• [What you will do]: Please copy each line from the entries that contains the string "reason".

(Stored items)
========================
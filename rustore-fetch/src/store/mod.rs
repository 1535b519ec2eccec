//! RuStore backend access.
//!
//! - `types`: envelope decoding and per-endpoint body types
//! - `http`: the [`StoreTransport`] seam and its reqwest implementation
//! - `client`: [`StoreClient`], the overview and download-link calls

mod client;
mod http;
mod types;

pub use client::StoreClient;
pub use http::{PayloadStream, ReqwestTransport, StoreTransport, JSON_CONTENT_TYPE};
pub use types::{
    decode_response, AppId, ApplicationInfo, DownloadLinkInfo, DownloadLinkRequest,
    StoreResponse, CODE_OK,
};
//! Configuration for the fetch pipeline.
//!
//! [`FetchConfig`] is the runtime configuration consumed by
//! [`crate::fetcher::PackageFetcher`]. [`ConfigFile`] is the optional on-disk
//! INI file that can override its defaults:
//!
//! ```ini
//! [store]
//! base_url = https://backapi.rustore.ru
//! timeout_secs = 300
//!
//! [output]
//! directory = .
//! metadata_file = app_info.json
//! ```

use std::path::{Path, PathBuf};
use std::time::Duration;

use ini::Ini;
use thiserror::Error;

/// Default RuStore backend base URL.
pub const DEFAULT_BASE_URL: &str = "https://backapi.rustore.ru";

/// Default HTTP timeout in seconds.
pub const DEFAULT_TIMEOUT_SECS: u64 = 300; // 5 minutes

/// Default name of the metadata side-car file.
pub const DEFAULT_METADATA_FILE: &str = "app_info.json";

/// Directory name under the platform config dir.
const CONFIG_DIR_NAME: &str = "rustore-fetch";

/// Config file name.
const CONFIG_FILE_NAME: &str = "config.ini";

/// Runtime configuration for a fetch run.
#[derive(Debug, Clone)]
pub struct FetchConfig {
    /// Backend base URL, without trailing slash.
    pub base_url: String,

    /// HTTP request timeout.
    pub timeout: Duration,

    /// Directory the package file is written to.
    pub output_dir: PathBuf,

    /// Path of the metadata side-car.
    ///
    /// Relative paths resolve against the current directory.
    pub metadata_path: PathBuf,
}

impl Default for FetchConfig {
    fn default() -> Self {
        Self {
            base_url: DEFAULT_BASE_URL.to_string(),
            timeout: Duration::from_secs(DEFAULT_TIMEOUT_SECS),
            output_dir: PathBuf::from("."),
            metadata_path: PathBuf::from(DEFAULT_METADATA_FILE),
        }
    }
}

impl FetchConfig {
    /// Set the backend base URL. A trailing slash is stripped.
    pub fn with_base_url(mut self, url: impl Into<String>) -> Self {
        self.base_url = url.into().trim_end_matches('/').to_string();
        self
    }

    /// Set the HTTP timeout.
    pub fn with_timeout(mut self, timeout: Duration) -> Self {
        self.timeout = timeout;
        self
    }

    /// Set the package output directory.
    pub fn with_output_dir(mut self, dir: impl Into<PathBuf>) -> Self {
        self.output_dir = dir.into();
        self
    }

    /// Set the metadata side-car path.
    pub fn with_metadata_path(mut self, path: impl Into<PathBuf>) -> Self {
        self.metadata_path = path.into();
        self
    }
}

/// Errors reading the config file.
#[derive(Debug, Error)]
pub enum ConfigError {
    #[error("failed to read config file {}: {reason}", path.display())]
    Read { path: PathBuf, reason: String },

    #[error("invalid value for {key}: '{value}'")]
    InvalidValue { key: String, value: String },
}

/// `[store]` section.
#[derive(Debug, Clone, Default, PartialEq, Eq)]
pub struct StoreSection {
    pub base_url: Option<String>,
    pub timeout_secs: Option<u64>,
}

/// `[output]` section.
#[derive(Debug, Clone, Default, PartialEq, Eq)]
pub struct OutputSection {
    pub directory: Option<PathBuf>,
    pub metadata_file: Option<PathBuf>,
}

/// Contents of the optional INI config file.
///
/// Unset keys keep the [`FetchConfig`] defaults.
#[derive(Debug, Clone, Default, PartialEq, Eq)]
pub struct ConfigFile {
    pub store: StoreSection,
    pub output: OutputSection,
}

/// Path of the config file in the platform config directory.
pub fn config_file_path() -> PathBuf {
    dirs::config_dir()
        .unwrap_or_else(|| PathBuf::from("."))
        .join(CONFIG_DIR_NAME)
        .join(CONFIG_FILE_NAME)
}

impl ConfigFile {
    /// Load the config file from [`config_file_path`].
    ///
    /// A missing file yields the defaults.
    pub fn load() -> Result<Self, ConfigError> {
        Self::load_from(&config_file_path())
    }

    /// Load the config file from an explicit path.
    pub fn load_from(path: &Path) -> Result<Self, ConfigError> {
        if !path.exists() {
            return Ok(Self::default());
        }

        let ini = Ini::load_from_file(path).map_err(|e| ConfigError::Read {
            path: path.to_path_buf(),
            reason: e.to_string(),
        })?;

        Self::from_ini(&ini)
    }

    /// Parse config from INI text.
    pub fn parse(text: &str) -> Result<Self, ConfigError> {
        let ini = Ini::load_from_str(text).map_err(|e| ConfigError::Read {
            path: PathBuf::from("<string>"),
            reason: e.to_string(),
        })?;

        Self::from_ini(&ini)
    }

    fn from_ini(ini: &Ini) -> Result<Self, ConfigError> {
        let mut config = Self::default();

        if let Some(store) = ini.section(Some("store")) {
            config.store.base_url = non_empty(store.get("base_url")).map(str::to_string);
            if let Some(value) = non_empty(store.get("timeout_secs")) {
                let secs = value
                    .parse::<u64>()
                    .map_err(|_| ConfigError::InvalidValue {
                        key: "store.timeout_secs".to_string(),
                        value: value.to_string(),
                    })?;
                config.store.timeout_secs = Some(secs);
            }
        }

        if let Some(output) = ini.section(Some("output")) {
            config.output.directory = non_empty(output.get("directory")).map(PathBuf::from);
            config.output.metadata_file =
                non_empty(output.get("metadata_file")).map(PathBuf::from);
        }

        Ok(config)
    }

    /// Build the runtime configuration, applying file values over defaults.
    pub fn fetch_config(&self) -> FetchConfig {
        let mut config = FetchConfig::default();

        if let Some(ref url) = self.store.base_url {
            config = config.with_base_url(url.clone());
        }
        if let Some(secs) = self.store.timeout_secs {
            config = config.with_timeout(Duration::from_secs(secs));
        }
        if let Some(ref dir) = self.output.directory {
            config = config.with_output_dir(dir.clone());
        }
        if let Some(ref file) = self.output.metadata_file {
            config = config.with_metadata_path(file.clone());
        }

        config
    }
}

fn non_empty(value: Option<&str>) -> Option<&str> {
    value.map(str::trim).filter(|v| !v.is_empty())
}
========================
• [Expected answer]:
    #[error("failed to read config file {}: {reason}", path.display())]
    Read { path: PathBuf, reason: String },
            reason: e.to_string(),
            reason: e.to_string(),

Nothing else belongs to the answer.